Why Sun Safety Matters

During pregnancy, your skin can become more sensitive due to hormonal changes. This means you might be more prone to sunburns, heat rashes and conditions like melasma, which causes dark patches on the skin. 

Top Tips for Sun Safety

  1. Seek Shade: When the sun is at its strongest, typically between 11 a.m. and 3 p.m., it’s best to stay in the shade. Whether it’s under a tree, an umbrella, or a wide-brimmed hat, finding a cool spot can help you avoid overexposure.

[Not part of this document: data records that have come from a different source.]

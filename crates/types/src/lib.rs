//! Swap Types
//!
//! Shared models and traits for swap quote providers.
//! This crate contains the domain models, the provider error taxonomy and the
//! traits that providers and their collaborators implement.

pub mod constants;
pub mod fees;
pub mod models;
pub mod providers;
pub mod quotes;

// Re-export the EVM primitives used throughout the public API
pub use alloy_primitives::{Address, Bytes, U256};

pub use constants::{NATIVE_TOKEN_ADDRESS, DEFAULT_SLIPPAGE};

pub use fees::{FeeConfig, FeeConfigs};

pub use models::{EvmTransaction, NetworkDescriptor, NetworkName, Token, TokenMetadata};

pub use providers::{
	AllowanceRequest, ApprovalBuilder, ChainClient, ProviderError, ProviderInfo, ProviderName,
	ProviderResult, ProviderRuntimeConfig, QuoteProvider,
};

pub use quotes::{ProviderQuote, QuoteMetaOptions, QuoteRequest};
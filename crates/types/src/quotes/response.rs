//! Provider quote result

use alloy_primitives::U256;
use serde::{Deserialize, Serialize};

use crate::models::EvmTransaction;

/// Executable plan returned by a provider
///
/// Transactions must be sent in order: approvals (if any) precede the swap.
#[derive(Debug, Clone, Serialize, Deserialize, PartialEq, Eq)]
#[serde(rename_all = "camelCase")]
pub struct ProviderQuote {
	pub transactions: Vec<EvmTransaction>,
	/// Expected amount of the destination token, in minor units
	#[serde(with = "crate::models::u256::decimal")]
	pub to_token_amount: U256,
	/// Amount of the source token the swap consumes, in minor units
	#[serde(with = "crate::models::u256::decimal")]
	pub from_token_amount: U256,
}

impl ProviderQuote {
	/// The final transaction of the plan, which performs the swap itself
	pub fn swap_transaction(&self) -> Option<&EvmTransaction> {
		self.transactions.last()
	}

	/// Transactions that must be mined before the swap
	pub fn approval_transactions(&self) -> &[EvmTransaction] {
		match self.transactions.split_last() {
			Some((_, approvals)) => approvals,
			None => &[],
		}
	}
}
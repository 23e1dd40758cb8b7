//! Error types for provider operations

use thiserror::Error;

/// Provider operation errors
///
/// "No quote available" outcomes (unsupported network, aggregator rejection)
/// are not errors; providers report them as `Ok(None)`.
#[derive(Error, Debug)]
pub enum ProviderError {
	#[error("HTTP request failed: {0}")]
	HttpError(#[from] reqwest::Error),

	#[error("HTTP {status_code}: {reason}")]
	HttpStatusError { status_code: u16, reason: String },

	#[error("Invalid response format: {reason}")]
	InvalidResponse { reason: String },

	#[error("Serialization error: {0}")]
	Serialization(#[from] serde_json::Error),

	#[error("Chain client error: {0}")]
	ChainClient(String),

	#[error("Provider not found: {provider}")]
	NotFound { provider: String },

	#[error("Configuration error: {reason}")]
	ConfigError { reason: String },
}

impl ProviderError {
	/// Extract HTTP status code from the error if available
	pub fn status_code(&self) -> Option<u16> {
		match self {
			ProviderError::HttpStatusError { status_code, .. } => Some(*status_code),
			ProviderError::HttpError(reqwest_error) => {
				reqwest_error.status().map(|status| status.as_u16())
			},
			_ => None,
		}
	}

	/// Create an HTTP failure error from response status with default reason
	pub fn from_http_failure(status_code: u16) -> Self {
		let reason = match status_code {
			400 => "Bad Request".to_string(),
			401 => "Unauthorized".to_string(),
			403 => "Forbidden".to_string(),
			404 => "Not Found".to_string(),
			429 => "Too Many Requests".to_string(),
			500 => "Internal Server Error".to_string(),
			502 => "Bad Gateway".to_string(),
			503 => "Service Unavailable".to_string(),
			_ => format!("HTTP Error {}", status_code),
		};

		Self::HttpStatusError {
			status_code,
			reason,
		}
	}

	pub fn invalid_response(reason: impl Into<String>) -> Self {
		Self::InvalidResponse {
			reason: reason.into(),
		}
	}
}
//! Protocol-wide constants shared by providers

pub mod gas;

pub use gas::{DEFAULT_APPROVAL_GAS_LIMIT, DEFAULT_SWAP_GAS_LIMIT};

use alloy_primitives::{address, Address};

/// Address used in token fields to denote the chain's native currency
pub const NATIVE_TOKEN_ADDRESS: Address = address!("eeeeeeeeeeeeeeeeeeeeeeeeeeeeeeeeeeeeeeee");

/// Slippage tolerance (percent) sent to aggregators when the caller gives none
pub const DEFAULT_SLIPPAGE: &str = "0.5";

/// Default 1inch API root
pub const ONE_INCH_BASE_URL: &str = "https://api.1inch.io/v5.0/";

  2. Wear Suncream: Choose a broad-spectrum sunscreen with at least SPF 30 to protect against both UVA and UVB rays. Apply it generously to all exposed skin, and don’t forget areas like the tops of your ears, back of your neck and your feet if exposed. Reapply every two hours, or more often if you’re swimming or sweating.

  3. Stay Hydrated: Pregnancy can increase your body’s need for water, especially in hot weather. Carry a water bottle with you and take regular sips to stay hydrated. This helps regulate your body temperature and keeps you feeling well. Many women who attend their Maternity Unit with a reduction in their baby's movements find they're dehydrated, so staying hydrated is key.

  4. Wear Protective Clothing: Lightweight, loose-fitting clothes with long sleeves and long trousers can protect your skin from the sun’s rays. Fabrics like cotton are breathable and help keep you cool. Don’t forget a wide-brimmed hat and UV-protective sunglasses to shield your face and eyes.

Dealing with Sunburn

If you do get sunburnt, it’s important to treat it gently:

  • Cool Down: Take a cool bath or shower to soothe your skin.
  • Moisturise: Apply a moisturiser with aloe vera to help ease the discomfort.
  • Stay Hydrated: Drink plenty of water to help your skin heal.
  • Avoid Further Sun Exposure: Keep out of the sun until your skin has fully healed.

Understanding Melasma

Melasma, also known as the “mask of pregnancy,” is a condition where dark patches appear on your face. Exposure to the sun will make your pregnancy mask more pronounced. Wear a broad-spectrum sunscreen with an SPF of 30 or higher on your face all day, every day, even if you’re not going outside, since harmful rays can come right through your windows. If you’re concerned about skin changes during your pregnancy, your GP or midwife can offer advice and reassurance.

Enjoying the Outdoors

While it’s important to be cautious, you don’t have to avoid the sun completely. Fresh air and light exercise can be beneficial during pregnancy. Just remember to take breaks in the shade, keep hydrated, and listen to your body. If you feel overheated or dizzy, it’s time to cool down and rest.